Of these two companies, New Frontier has been performing far better of late. But an iconic American brand like Playboy may find new life in China, where all things American (like baseball) are the rage.

Playboy ousts three executives

The Playboy Entertainment Group, coming off severe losses in the fourth quarter, has discharged three of its top executives, led by Sol Weisel, executive VP of production and operations.

Three investment bankers -- UBS, Bank of America and RBC Capital Markers -- downgraded the stock of parent company Playboy Enterprises last month. They found fault with the TV Networks division's difficulty in getting more cable operators to sell Playboy to their customers through subscription video-on-demand instead of pay-per-view.

Subscriptions are a more stable form of revenue than pay-per-view, which is an impulse buy. And Playboy's soft-core programming looks tame compared with the X-rated movies most cable systems include in their overall menu. (Playboy itself offers hard-core movies through its wholly owned Spice Networks division.)

Michael Savner, media analyst for Bank of America, said he downgraded Playboy's stock because even the company's management "does not expect to see domestic-TV revenue growth in 2007, due to increased competition and ongoing difficulties with the VOD transition."

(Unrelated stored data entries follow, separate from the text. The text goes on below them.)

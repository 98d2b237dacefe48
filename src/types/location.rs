//! Geocoded location types for the Coordinates Engine
//!
//! This module defines the coordinate pair returned by providers and the
//! validated output record written to the result file.

use std::fmt;
use std::hash::{Hash, Hasher};

use super::address::LocationId;
use super::error::GeocodeError;

/// A longitude/latitude pair as returned by a geocoding provider
#[derive(Debug, Clone, Copy, PartialEq)]
pub struct Coordinates {
    pub longitude: f64,
    pub latitude: f64,
}

impl Coordinates {
    pub fn new(longitude: f64, latitude: f64) -> Self {
        Coordinates {
            longitude,
            latitude,
        }
    }
}

/// Validated output record pairing a location id with its coordinates
///
/// Instances are immutable and can only be created through
/// [`GeocodeLocation::builder`], which rejects non-positive ids.
///
/// Identity is the location id alone: two records with the same id compare
/// equal and hash identically regardless of their other fields.
#[derive(Debug, Clone)]
pub struct GeocodeLocation {
    id: LocationId,
    location_name: String,
    address_name: String,
    city_name: String,
    longitude: f64,
    latitude: f64,
}

impl GeocodeLocation {
    /// Start building a location record
    ///
    /// # Errors
    ///
    /// Returns `GeocodeError::InvalidArgument` if `id` is zero or negative.
    pub fn builder(id: LocationId) -> Result<GeocodeLocationBuilder, GeocodeError> {
        if id <= 0 {
            return Err(GeocodeError::invalid_argument(&format!(
                "locationId can't be zero or negative, got {}",
                id
            )));
        }

        Ok(GeocodeLocationBuilder {
            id,
            location_name: String::new(),
            address_name: String::new(),
            city_name: String::new(),
            coordinates: Coordinates::new(0.0, 0.0),
        })
    }

    pub fn id(&self) -> LocationId {
        self.id
    }

    pub fn location_name(&self) -> &str {
        &self.location_name
    }

    pub fn address_name(&self) -> &str {
        &self.address_name
    }

    pub fn city_name(&self) -> &str {
        &self.city_name
    }

    pub fn longitude(&self) -> f64 {
        self.longitude
    }

    pub fn latitude(&self) -> f64 {
        self.latitude
    }

    pub fn coordinates(&self) -> Coordinates {
        Coordinates::new(self.longitude, self.latitude)
    }
}

impl PartialEq for GeocodeLocation {
    fn eq(&self, other: &Self) -> bool {
        self.id == other.id
    }
}

impl Eq for GeocodeLocation {}

impl Hash for GeocodeLocation {
    fn hash<H: Hasher>(&self, state: &mut H) {
        self.id.hash(state);
    }
}

impl fmt::Display for GeocodeLocation {
    fn fmt(&self, f: &mut fmt::Formatter<'_>) -> fmt::Result {
        write!(
            f,
            "{{ locId : {}, locName : {}, addressName : {}, cityName : {}, latitude : {}, longitude : {} }}",
            self.id,
            self.location_name,
            self.address_name,
            self.city_name,
            self.latitude,
            self.longitude
        )
    }
}

/// Builder for [`GeocodeLocation`]
///
/// Obtained from [`GeocodeLocation::builder`]; the id has already been
/// validated, so `build` cannot fail.
#[derive(Debug, Clone)]
pub struct GeocodeLocationBuilder {
    id: LocationId,
    location_name: String,
    address_name: String,
    city_name: String,
    coordinates: Coordinates,
}

impl GeocodeLocationBuilder {
    pub fn location_name(mut self, name: impl Into<String>) -> Self {
        self.location_name = name.into();
        self
    }

    pub fn address_name(mut self, name: impl Into<String>) -> Self {
        self.address_name = name.into();
        self
    }

    pub fn city_name(mut self, name: impl Into<String>) -> Self {
        self.city_name = name.into();
        self
    }

    pub fn coordinates(mut self, coordinates: Coordinates) -> Self {
        self.coordinates = coordinates;
        self
    }

    pub fn build(self) -> GeocodeLocation {
        GeocodeLocation {
            id: self.id,
            location_name: self.location_name,
            address_name: self.address_name,
            city_name: self.city_name,
            longitude: self.coordinates.longitude,
            latitude: self.coordinates.latitude,
        }
    }
}
//! Collision detection.
//!
//! Every collision in the game (head vs segment, head vs power-up) uses the
//! same coarse axis-aligned proximity box, not a circle.

use glam::DVec2;

/// Whether `a` and `b` are closer than `size` on both axes.
///
/// Distances are taken in plain plane coordinates; the box does not wrap
/// across world edges.
#[inline]
pub fn within_box(a: DVec2, b: DVec2, size: f64) -> bool {
    (a.x - b.x).abs() < size && (a.y - b.y).abs() < size
}

/// Index of the first point in `points` inside the proximity box of `head`.
#[inline]
pub fn first_hit<'a, I>(head: DVec2, points: I, size: f64) -> Option<usize>
where
    I: IntoIterator<Item = &'a DVec2>,
{
    points.into_iter().position(|p| within_box(head, *p, size))
}
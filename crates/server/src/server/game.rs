//! Game state and main loop.

use crate::config::Config;
use crate::simulation::Simulation;
use futures_util::FutureExt;
use protocol::{ClientMessage, ProtocolError, ServerMessage};
use std::collections::HashMap;
use std::net::SocketAddr;
use std::sync::Arc;
use std::time::Duration;
use tokio::sync::{broadcast, RwLock};
use tokio::time::{interval_at, sleep, Instant, MissedTickBehavior};
use tracing::{debug, error, info, warn};

use super::client::Client;
use super::WorldUpdateBroadcast;

/// Session layer around the simulation: connected clients, inbound message
/// dispatch and the per-tick update broadcast.
pub struct GameState {
    pub config: Config,

    // Authoritative world
    pub simulation: Simulation,

    // Connected clients, keyed by the ID of the snake they control
    pub clients: HashMap<u32, Client>,

    // Average tick duration in milliseconds (exponential moving average).
    pub update_time_avg: f64,

    // World update broadcast channel
    world_tx: broadcast::Sender<WorldUpdateBroadcast>,
}

impl GameState {
    /// Create a new game state.
    pub fn new(config: &Config, world_tx: broadcast::Sender<WorldUpdateBroadcast>) -> Self {
        Self::with_simulation(config, Simulation::new(config), world_tx)
    }

    /// Create a game state around an existing simulation.
    pub fn with_simulation(
        config: &Config,
        simulation: Simulation,
        world_tx: broadcast::Sender<WorldUpdateBroadcast>,
    ) -> Self {
        Self {
            config: config.clone(),
            simulation,
            clients: HashMap::new(),
            update_time_avg: 0.0,
            world_tx,
        }
    }

    /// Subscribe to per-tick world updates.
    pub fn subscribe(&self) -> broadcast::Receiver<WorldUpdateBroadcast> {
        self.world_tx.subscribe()
    }

    pub fn world_sender(&self) -> broadcast::Sender<WorldUpdateBroadcast> {
        self.world_tx.clone()
    }

    /// Add a new client and spawn its snake. Returns the client ID and the
    /// encoded `init` message.
    pub fn add_client(&mut self, addr: SocketAddr) -> Result<(u32, String), ProtocolError> {
        let id = self.simulation.add_entity();
        let init = ServerMessage::Init {
            player_id: id,
            data: self.simulation.snapshot(),
        };
        let json = match init.to_json() {
            Ok(json) => json,
            Err(e) => {
                self.simulation.remove_entity(id);
                return Err(e);
            }
        };

        self.clients.insert(id, Client::new(id, addr));
        info!("Client {} connected from {}", id, addr);
        Ok((id, json))
    }

    /// Remove a client and its snake. Removing twice is a no-op.
    pub fn remove_client(&mut self, id: u32) {
        let removed = self.simulation.remove_entity(id);
        if let Some(client) = self.clients.remove(&id) {
            info!(
                "Client {} ({}) disconnected after {:.1}s",
                id,
                client.addr,
                client.connected_at.elapsed().as_secs_f64()
            );
        } else if removed {
            debug!("Removed orphan snake {}", id);
        }
    }

    /// Handle a text message from a client.
    pub fn handle_message(&mut self, client_id: u32, text: &str) -> Result<(), ProtocolError> {
        if let Some(client) = self.clients.get_mut(&client_id) {
            client.touch();
        }

        match ClientMessage::parse(text)? {
            ClientMessage::Move { player_id, angle } => {
                if player_id != client_id {
                    debug!(
                        "Client {} tried to steer snake {}; ignoring",
                        client_id, player_id
                    );
                } else if !self.simulation.set_heading(player_id, angle) {
                    debug!("Ignoring move for snake {} (angle {})", player_id, angle);
                }
            }
            ClientMessage::Unknown => {
                debug!("Client {} sent unknown message kind: {}", client_id, text);
            }
        }

        Ok(())
    }

    /// Run a single game tick and return the update to broadcast.
    pub fn tick(&mut self, dt_ms: f64) -> Option<WorldUpdateBroadcast> {
        let events = self.simulation.tick(dt_ms);
        for death in &events.deaths {
            debug!("Snake {} died: {:?}", death.snake_id, death.cause);
        }
        if events.pellets_trimmed > 0 {
            debug!("Dropped {} old pellets", events.pellets_trimmed);
        }

        let tick = self.simulation.tick_count();
        let message = ServerMessage::Update {
            data: self.simulation.snapshot(),
        };
        match message.to_json() {
            Ok(json) => Some(WorldUpdateBroadcast {
                tick,
                payload: json.into(),
            }),
            Err(e) => {
                error!("Failed to encode update for tick {}: {}", tick, e);
                None
            }
        }
    }
}

/// Run the main game loop.
pub async fn run_game_loop(state: Arc<RwLock<GameState>>, tick_interval_ms: u64) {
    let tick_interval_ms = tick_interval_ms.max(1);
    let period = Duration::from_millis(tick_interval_ms);
    let mut ticker = interval_at(Instant::now() + period, period);
    // Ticks never overlap; a slow tick delays the next one instead of bunching up.
    ticker.set_missed_tick_behavior(MissedTickBehavior::Skip);

    let (hibernate, world_tx) = {
        let game = state.read().await;
        (game.config.server.hibernate, game.world_sender())
    };
    info!("Game loop running every {}ms", tick_interval_ms);

    let mut last_tick: Option<Instant> = None;

    loop {
        let scheduled = ticker.tick().await;

        // Hibernate when no users are connected; the arena clock stands still.
        if hibernate {
            let game = state.read().await;
            if game.clients.is_empty() {
                drop(game);
                last_tick = None;
                sleep(Duration::from_millis((tick_interval_ms * 4).max(100))).await;
                continue;
            }
        }

        // Drain any backlog of tick events so we always process the most recent tick.
        let mut skipped = 0u32;
        while ticker.tick().now_or_never().is_some() {
            skipped += 1;
        }
        if skipped > 0 {
            debug!(
                "Skipped {} ticks to stay current (lag: {:?})",
                skipped,
                Instant::now().saturating_duration_since(scheduled)
            );
        }

        let now = Instant::now();
        let dt_ms = match last_tick {
            Some(previous) => now.duration_since(previous).as_secs_f64() * 1000.0,
            None => tick_interval_ms as f64,
        };
        last_tick = Some(now);

        // Run tick and extract the pending broadcast
        let update = {
            let mut game = state.write().await;
            let tick_start = std::time::Instant::now();
            let update = game.tick(dt_ms);
            let tick_ms = tick_start.elapsed().as_secs_f64() * 1000.0;

            game.update_time_avg = game.update_time_avg * 0.5 + tick_ms * 0.5;

            let tick_budget = tick_interval_ms as f64 * 0.9;
            if tick_ms > tick_budget {
                warn!(
                    "Slow tick #{}: {:.3}ms (budget: {:.1}ms) - {} clients, {} snakes",
                    game.simulation.tick_count(),
                    tick_ms,
                    tick_budget,
                    game.clients.len(),
                    game.simulation.entity_count()
                );
            }

            if game.simulation.tick_count() % 600 == 0 {
                debug!(
                    "Tick #{}: avg {:.2}ms | {} clients, {} alive, radius {:.1}, {} power-ups, {} pellets",
                    game.simulation.tick_count(),
                    game.update_time_avg,
                    game.clients.len(),
                    game.simulation.living_count(),
                    game.simulation.radius(),
                    game.simulation.pickups().power_ups().len(),
                    game.simulation.pickups().pellet_count()
                );
            }

            update
        }; // Write lock released here

        if let Some(update) = update {
            // No receivers is fine: everyone may have just left.
            let _ = world_tx.send(update);
        }
    }
}
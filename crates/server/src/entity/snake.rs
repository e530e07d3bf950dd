//! Player-controlled snake.

use crate::world::World;
use glam::DVec2;
use protocol::{Color, PlayerState, Point};
use std::collections::VecDeque;

/// A snake: a head that moves along its heading, trailed by a fixed-length
/// history of head positions.
#[derive(Debug, Clone)]
pub struct Snake {
    /// Unique entity ID.
    pub id: u32,
    /// Head position.
    position: DVec2,
    /// Heading in radians.
    angle: f64,
    /// Units per second.
    pub speed: f64,
    /// Head first. Never empty.
    segments: VecDeque<DVec2>,
    max_segments: usize,
    alive: bool,
    pub color: Color,
}

impl Snake {
    /// Create a snake with a single segment at `position`, heading 0.
    pub fn new(id: u32, position: DVec2, speed: f64, max_segments: usize, color: Color) -> Self {
        let mut segments = VecDeque::with_capacity(max_segments + 1);
        segments.push_back(position);
        Self {
            id,
            position,
            angle: 0.0,
            speed,
            segments,
            max_segments: max_segments.max(1),
            alive: true,
            color,
        }
    }

    pub fn position(&self) -> DVec2 {
        self.position
    }

    pub fn angle(&self) -> f64 {
        self.angle
    }

    pub fn is_alive(&self) -> bool {
        self.alive
    }

    /// Segment positions, head first.
    pub fn segments(&self) -> &VecDeque<DVec2> {
        &self.segments
    }

    /// Move the head for `dt_ms` milliseconds and shift the body behind it.
    pub fn advance(&mut self, dt_ms: f64, world: &World) {
        if !self.alive {
            return;
        }

        let velocity = DVec2::from_angle(self.angle) * self.speed;
        self.position = world.wrap(self.position + velocity * (dt_ms / 1000.0));

        self.segments.push_front(self.position);
        while self.segments.len() > self.max_segments {
            self.segments.pop_back();
        }
    }

    /// Replace the heading.
    pub fn set_heading(&mut self, angle: f64) {
        self.angle = angle;
    }

    pub fn kill(&mut self) {
        self.alive = false;
    }

    /// Owned public view for the wire.
    pub fn snapshot(&self) -> PlayerState {
        PlayerState {
            id: self.id,
            x: self.position.x,
            y: self.position.y,
            segments: self.segments.iter().map(|s| Point::new(s.x, s.y)).collect(),
            angle: self.angle,
            alive: self.alive,
            color: self.color.to_hex(),
        }
    }
}
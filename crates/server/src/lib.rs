//! Snake warzone game server library.

pub mod boundary;
pub mod collision;
pub mod config;
pub mod entity;
pub mod pickups;
pub mod server;
pub mod simulation;
pub mod world;

// Re-export commonly used types
pub use config::Config;
pub use server::{
    run, serve_session, start, ConnectionSlot, ConnectionState, GameState, Inbound, WorldUpdateBroadcast,
};
pub use simulation::Simulation;
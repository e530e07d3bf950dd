//! Message definitions for the snake warzone protocol.
//!
//! Every message is a JSON object with a `type` discriminator. This module
//! contains both client->server and server->client messages, plus the snapshot
//! payload carried by `init` and `update`.

mod client;
mod server;

pub use client::*;
pub use server::*;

Some cable ops are reluctant to offer the 24/7 Playboy TV network to customers for a monthly subscription fee because they have to funnel 30% of every dollar to Playboy. With pay per view, the cable op typically hands over only about 10% of the average subscriber dollar, pocketing the remaining 90%.

Playboy Shop

Playboy's argument for subscriptions is that the number of customers would shoot up because they'd get not only the 24/7 network but 30 hours of Playboy on Demand for the same monthly price.

The two other executives who lost their jobs last week are Dan Smith, VP of production for the Playboy Entertainment Group, and Tom Furr, VP of on-air promotion.

Late last year, Playboy engineered a major shift at the top, pushing out James Griffiths, president of the entertainment group, and Ned Nalle, president of programming. The company brought in Bob Meyers, awarding him the new post of president of media, which encompasses both the entertainment group and the publishing operation.